* _PROBLEM REQUIREMENTS_
Which lines of the data below contain "entries"? Please show them all.

* _MATERIAL SUPPLIED_
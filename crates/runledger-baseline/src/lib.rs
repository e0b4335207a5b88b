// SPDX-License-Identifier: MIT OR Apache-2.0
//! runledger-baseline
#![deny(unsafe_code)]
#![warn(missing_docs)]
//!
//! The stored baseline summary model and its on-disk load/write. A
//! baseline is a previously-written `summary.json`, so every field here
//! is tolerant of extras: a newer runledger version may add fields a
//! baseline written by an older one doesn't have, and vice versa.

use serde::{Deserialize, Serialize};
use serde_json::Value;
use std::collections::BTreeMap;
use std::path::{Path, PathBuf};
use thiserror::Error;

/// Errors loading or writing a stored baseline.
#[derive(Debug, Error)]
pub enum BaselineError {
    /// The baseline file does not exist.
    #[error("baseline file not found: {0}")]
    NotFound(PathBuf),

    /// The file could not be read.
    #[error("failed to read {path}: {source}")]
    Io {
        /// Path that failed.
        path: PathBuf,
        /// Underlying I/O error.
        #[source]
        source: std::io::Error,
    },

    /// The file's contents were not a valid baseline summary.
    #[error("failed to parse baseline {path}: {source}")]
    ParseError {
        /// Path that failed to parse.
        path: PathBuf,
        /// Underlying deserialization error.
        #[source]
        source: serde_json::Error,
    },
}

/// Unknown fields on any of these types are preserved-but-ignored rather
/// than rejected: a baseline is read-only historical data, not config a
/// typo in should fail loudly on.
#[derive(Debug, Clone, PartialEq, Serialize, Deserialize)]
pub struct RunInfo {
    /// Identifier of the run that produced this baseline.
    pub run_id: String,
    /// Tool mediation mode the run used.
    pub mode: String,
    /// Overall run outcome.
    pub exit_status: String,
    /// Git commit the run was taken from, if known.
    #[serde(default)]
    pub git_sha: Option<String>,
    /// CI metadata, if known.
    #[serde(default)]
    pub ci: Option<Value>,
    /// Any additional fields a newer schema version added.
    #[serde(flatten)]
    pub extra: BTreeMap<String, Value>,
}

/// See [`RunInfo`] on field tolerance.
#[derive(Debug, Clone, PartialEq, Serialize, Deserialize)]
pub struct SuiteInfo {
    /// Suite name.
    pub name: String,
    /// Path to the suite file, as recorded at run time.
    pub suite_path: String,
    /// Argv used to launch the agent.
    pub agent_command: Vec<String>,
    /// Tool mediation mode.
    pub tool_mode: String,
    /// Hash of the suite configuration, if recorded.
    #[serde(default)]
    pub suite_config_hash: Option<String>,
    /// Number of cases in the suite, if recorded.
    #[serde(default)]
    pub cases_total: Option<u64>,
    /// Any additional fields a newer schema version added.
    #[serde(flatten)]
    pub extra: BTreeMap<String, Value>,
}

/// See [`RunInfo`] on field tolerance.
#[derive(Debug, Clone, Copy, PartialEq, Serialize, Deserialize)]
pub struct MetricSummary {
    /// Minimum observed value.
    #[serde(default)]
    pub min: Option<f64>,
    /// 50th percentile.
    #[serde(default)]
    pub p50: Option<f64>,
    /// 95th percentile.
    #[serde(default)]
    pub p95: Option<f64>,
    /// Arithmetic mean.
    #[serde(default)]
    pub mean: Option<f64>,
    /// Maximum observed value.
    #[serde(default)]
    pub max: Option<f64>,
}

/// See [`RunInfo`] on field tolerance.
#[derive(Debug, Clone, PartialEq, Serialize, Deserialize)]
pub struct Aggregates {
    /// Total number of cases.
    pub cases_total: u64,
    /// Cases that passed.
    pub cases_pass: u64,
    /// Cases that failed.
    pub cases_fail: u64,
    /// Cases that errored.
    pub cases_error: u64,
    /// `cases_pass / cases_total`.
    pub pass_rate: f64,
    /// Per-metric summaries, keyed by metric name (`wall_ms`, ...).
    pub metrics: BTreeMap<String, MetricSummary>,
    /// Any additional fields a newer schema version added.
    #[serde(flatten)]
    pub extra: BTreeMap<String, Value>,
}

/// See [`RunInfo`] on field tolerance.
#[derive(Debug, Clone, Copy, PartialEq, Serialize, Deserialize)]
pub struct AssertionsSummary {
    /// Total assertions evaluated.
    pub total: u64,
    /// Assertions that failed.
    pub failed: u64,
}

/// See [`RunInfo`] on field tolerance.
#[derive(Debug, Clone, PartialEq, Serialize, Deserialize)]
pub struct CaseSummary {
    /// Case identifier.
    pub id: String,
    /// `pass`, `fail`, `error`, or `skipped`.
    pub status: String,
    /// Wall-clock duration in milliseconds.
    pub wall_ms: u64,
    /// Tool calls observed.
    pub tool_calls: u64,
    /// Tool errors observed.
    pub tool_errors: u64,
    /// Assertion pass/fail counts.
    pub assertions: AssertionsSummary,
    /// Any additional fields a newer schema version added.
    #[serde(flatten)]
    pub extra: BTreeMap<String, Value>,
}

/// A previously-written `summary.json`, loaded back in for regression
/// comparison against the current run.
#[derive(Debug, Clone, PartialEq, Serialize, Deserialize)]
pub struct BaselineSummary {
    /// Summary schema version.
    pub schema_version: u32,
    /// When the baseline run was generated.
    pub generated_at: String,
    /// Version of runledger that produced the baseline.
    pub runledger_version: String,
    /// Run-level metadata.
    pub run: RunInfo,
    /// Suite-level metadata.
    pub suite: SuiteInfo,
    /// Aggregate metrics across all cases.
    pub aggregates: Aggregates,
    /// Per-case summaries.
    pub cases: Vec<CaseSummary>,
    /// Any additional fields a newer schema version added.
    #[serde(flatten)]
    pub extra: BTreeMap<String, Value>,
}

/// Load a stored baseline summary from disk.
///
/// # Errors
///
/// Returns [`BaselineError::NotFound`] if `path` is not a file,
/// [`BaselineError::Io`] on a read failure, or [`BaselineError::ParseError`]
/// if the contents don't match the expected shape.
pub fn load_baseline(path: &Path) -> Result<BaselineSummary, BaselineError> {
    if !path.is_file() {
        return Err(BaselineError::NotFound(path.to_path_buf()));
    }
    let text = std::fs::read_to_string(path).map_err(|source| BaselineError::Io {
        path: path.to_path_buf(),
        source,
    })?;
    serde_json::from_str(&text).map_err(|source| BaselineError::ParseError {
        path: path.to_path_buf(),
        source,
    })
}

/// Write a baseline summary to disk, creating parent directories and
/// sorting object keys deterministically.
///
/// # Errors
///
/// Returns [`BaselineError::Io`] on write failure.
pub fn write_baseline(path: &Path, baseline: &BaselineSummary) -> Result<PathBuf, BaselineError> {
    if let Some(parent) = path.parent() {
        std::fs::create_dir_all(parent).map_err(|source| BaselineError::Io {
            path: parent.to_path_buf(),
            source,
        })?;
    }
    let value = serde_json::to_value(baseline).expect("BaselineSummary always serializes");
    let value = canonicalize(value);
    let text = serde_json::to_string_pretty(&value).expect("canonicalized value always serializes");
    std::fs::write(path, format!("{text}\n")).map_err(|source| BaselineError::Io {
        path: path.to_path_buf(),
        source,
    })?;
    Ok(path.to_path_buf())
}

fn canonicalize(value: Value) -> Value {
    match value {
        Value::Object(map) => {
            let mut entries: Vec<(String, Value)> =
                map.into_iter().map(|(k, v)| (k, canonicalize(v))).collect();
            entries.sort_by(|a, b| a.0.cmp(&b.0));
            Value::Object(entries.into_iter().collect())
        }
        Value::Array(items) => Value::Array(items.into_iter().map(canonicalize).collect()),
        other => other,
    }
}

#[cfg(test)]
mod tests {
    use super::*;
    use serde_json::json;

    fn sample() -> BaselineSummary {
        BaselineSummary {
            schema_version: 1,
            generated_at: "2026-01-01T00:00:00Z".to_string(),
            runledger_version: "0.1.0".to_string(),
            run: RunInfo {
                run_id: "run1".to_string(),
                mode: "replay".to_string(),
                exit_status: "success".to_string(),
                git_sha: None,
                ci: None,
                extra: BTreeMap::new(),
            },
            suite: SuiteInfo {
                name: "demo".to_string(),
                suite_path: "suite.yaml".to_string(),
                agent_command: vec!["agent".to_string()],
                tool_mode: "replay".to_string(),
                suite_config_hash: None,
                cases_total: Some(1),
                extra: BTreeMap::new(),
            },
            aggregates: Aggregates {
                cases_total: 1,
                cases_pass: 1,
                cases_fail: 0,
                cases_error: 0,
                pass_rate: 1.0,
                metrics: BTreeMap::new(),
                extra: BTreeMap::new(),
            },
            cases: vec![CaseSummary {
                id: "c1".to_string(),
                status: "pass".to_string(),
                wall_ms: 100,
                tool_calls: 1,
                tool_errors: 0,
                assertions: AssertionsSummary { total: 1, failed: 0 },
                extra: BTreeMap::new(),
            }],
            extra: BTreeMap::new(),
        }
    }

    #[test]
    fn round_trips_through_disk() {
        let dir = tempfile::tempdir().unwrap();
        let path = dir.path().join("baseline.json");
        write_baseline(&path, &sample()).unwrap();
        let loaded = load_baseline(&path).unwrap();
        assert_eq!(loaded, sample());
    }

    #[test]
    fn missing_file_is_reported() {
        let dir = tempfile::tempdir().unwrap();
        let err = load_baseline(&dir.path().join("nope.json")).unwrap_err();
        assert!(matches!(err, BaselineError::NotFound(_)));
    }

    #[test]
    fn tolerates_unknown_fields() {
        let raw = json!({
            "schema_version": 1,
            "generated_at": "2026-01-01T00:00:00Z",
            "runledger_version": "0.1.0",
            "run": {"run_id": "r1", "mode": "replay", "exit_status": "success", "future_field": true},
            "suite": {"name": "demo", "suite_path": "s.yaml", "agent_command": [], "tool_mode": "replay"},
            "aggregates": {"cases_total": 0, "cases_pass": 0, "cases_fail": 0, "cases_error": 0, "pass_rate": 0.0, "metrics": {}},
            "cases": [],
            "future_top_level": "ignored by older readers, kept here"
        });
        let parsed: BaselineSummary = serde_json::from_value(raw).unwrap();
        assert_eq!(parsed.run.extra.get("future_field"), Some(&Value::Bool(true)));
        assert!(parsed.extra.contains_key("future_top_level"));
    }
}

* _OUTPUT FOR THIS TASK_
            let mut entries: Vec<(String, Value)> =
            entries.sort_by(|a, b| a.0.cmp(&b.0));
            Value::Object(entries.into_iter().collect())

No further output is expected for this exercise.